Students and faculty working on our major research project, MI Diaries, were at the MSU Science Festival again this year. We talked with community members of all ages at the STEAM Expo Day on April 5, 2025.
The following people from the Sociolinguistics Lab will be presenting at NWAV 52 this year:
Adam Barnhardt is seeking expert input on the next stage of his ongoing project via a Project Launch poster titled: Patterns of social meanings indexed to Low-Back-Merger Shifted vowels in Michigan.
Connor Bechler will present prior work that he undertook at the University of Kentucky: Evaluating wav2vec2 speech recognition and forced alignment on a multi-varietal language documentation collection.
Jessica Shepherd, Drake Howard, and Betsy Sneller will present interim results from Jess’s first PhD qualifying paper research: Pronunciation in the [mɪɾən]: Post-tonic /t/ flapping in Michigan: a non-white male-led change.
Adam’s work and the study by Jess, Betsy, and Drake all use speech data from the MI Diaries project.
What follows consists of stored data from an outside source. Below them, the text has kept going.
use super::BotHandler;
use crate::{
    domain::events::{GENERATE_LINK_LABEL, SHARE_CONTACT_LABEL},
    telegram::types::{KeyboardButton, ReplyKeyboardMarkup},
};

pub(crate) const WELCOME_TEXT: &str = "Welcome! Choose an action:";

pub(crate) fn main_menu() -> ReplyKeyboardMarkup {
    ReplyKeyboardMarkup::single_row(vec![
        KeyboardButton::contact(SHARE_CONTACT_LABEL),
        KeyboardButton::text(GENERATE_LINK_LABEL),
    ])
}

pub(crate) async fn handle_start(bot: &BotHandler, chat_id: i64, referral_code: Option<&str>) {
    if let Some(code) = referral_code {
        announce_inviter(bot, chat_id, code).await;
    }

    bot.reply(chat_id, WELCOME_TEXT, Some(main_menu())).await;
}

/// Attribution is best effort: unknown codes and lookup failures fall
/// through to the plain welcome.
async fn announce_inviter(bot: &BotHandler, chat_id: i64, code: &str) {
    match bot.ledger.resolve_code(code).await {
        Ok(Some(inviter)) => {
            tracing::info!(chat_id, inviter_id = inviter.user_id, "referral resolved");
            let notice = format!("Invited by {}", inviter.display_name());
            bot.reply(chat_id, &notice, None).await;
        }
        Ok(None) => tracing::debug!(chat_id, code, "unknown referral code"),
        Err(e) => tracing::error!(chat_id, "resolving referral code failed >>> {}", e),
    }
}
We’ll also be looking out for presentations by the former MSU people shown in bold below:
James Stanford, George Stain, Monica Nesbitt: Phonological foundations of ethnic divergence: The Low-Back Merger Shift and the African American Vowel Shift as opposite movements.
Kaitlyn Owens and Monica Nesbitt: Changing boundaries: Evidence from Northern Cities Shift categorical perception in Michigan.
Amalia Robinson, Monica Nesbitt and Xiao Dong: The phonology of Black women in Boston (across age, ethnicity, and style).
Xiao Dong, Fengming Liu, Monica Nesbitt, and Chien-Jer Charles Lin: Social perception of neutral tone and rhotacization in Mandarin Chinese: How do Beijing and Taiwan speakers differ and does place orientation matter?
Rebecca Roeder: /ay/ glide weakening in North Carolina and the origins of the Southern Vowel Shift.
Dennis Preston and Terumi Imai-Brandle: Reconstructing American English inputs in a globally available mass media product: Intensifiers in the television series Gilmore Girls.
Maeve Eberhardt(University of Vermont) is giving a talk as part of the MSU Linguistics colloquium at 3pm on Friday, October 11, 2024. (Fun fact: Maeve was lab member Emily Duggan‘s professor when Emily was an undergraduate student!). Linguistics colloquium talks are organized by MSU Linguistics graduate students. For Zoom details, please contact Jess Shepherd, sheph157@msu.edu.
From rights to justice for all: The discourse of abortion in old and new media
The overturning of Roe v. Wade by the Supreme Court in 2022 (Dobbs v. Jackson) has had a profound impact on the ability to access abortion care across the United States. With the removal of legal protections at the federal level, nearly two dozen individual states swiftly passed legislation that banned abortion within their borders. In this talk, I probe the discourses circulating around and shaping the meaning of abortion in traditional and new media.
I first present the results of a study examining abortion in newspaper coverage directly following the Dobbs decision (Eberhardt, 2023). Using corpus-assisted critical discourse analysis, I show that while the mainstream press maintains a staunch position in favor of Roe, this is rooted in an abstract notion of rights, and obscures structural inequities of gender, race, and class. Furthermore, individuals enacting that right to abortion are deliberately legitimized within a neoliberal set of logics, and constructed as justified in making a ‘responsible’ calculated choice.
I use these findings as a point of entry into the discourse of #abortionrights on the social media platform Instagram (Eberhardt, under review). Multimodal critical discourse analysis reveals a distinctly different picture within this online space when responding to abortion legislation. Creators use a wide range of semiotic resources to craft engaging, informative, and affectively poignant responses. While #abortionrights on Instagram can reproduce a dominant narrative of white feminism in a similar way to traditional news media, it simultaneously enables the circulation of transgressive messaging, bringing intersectional feminism into sharp focus. Posts are laced with demands for broad acknowledgement that rights do not equal access, that abortion is not something that needs to be legitimized, and that the capacity to act is inequitably distributed across the populace in ways that compound existing structural oppressions. I argue that this is the promise of social media: creators are able to reach a wide audience through invocation of dominant framing (here, a rights-based understanding of abortion), only then to upend that narrative via the democratized space of online platforms. In this way, social media, despite its drawbacks, has the potential to contribute to a larger activist agenda that moves us towards social justice and change.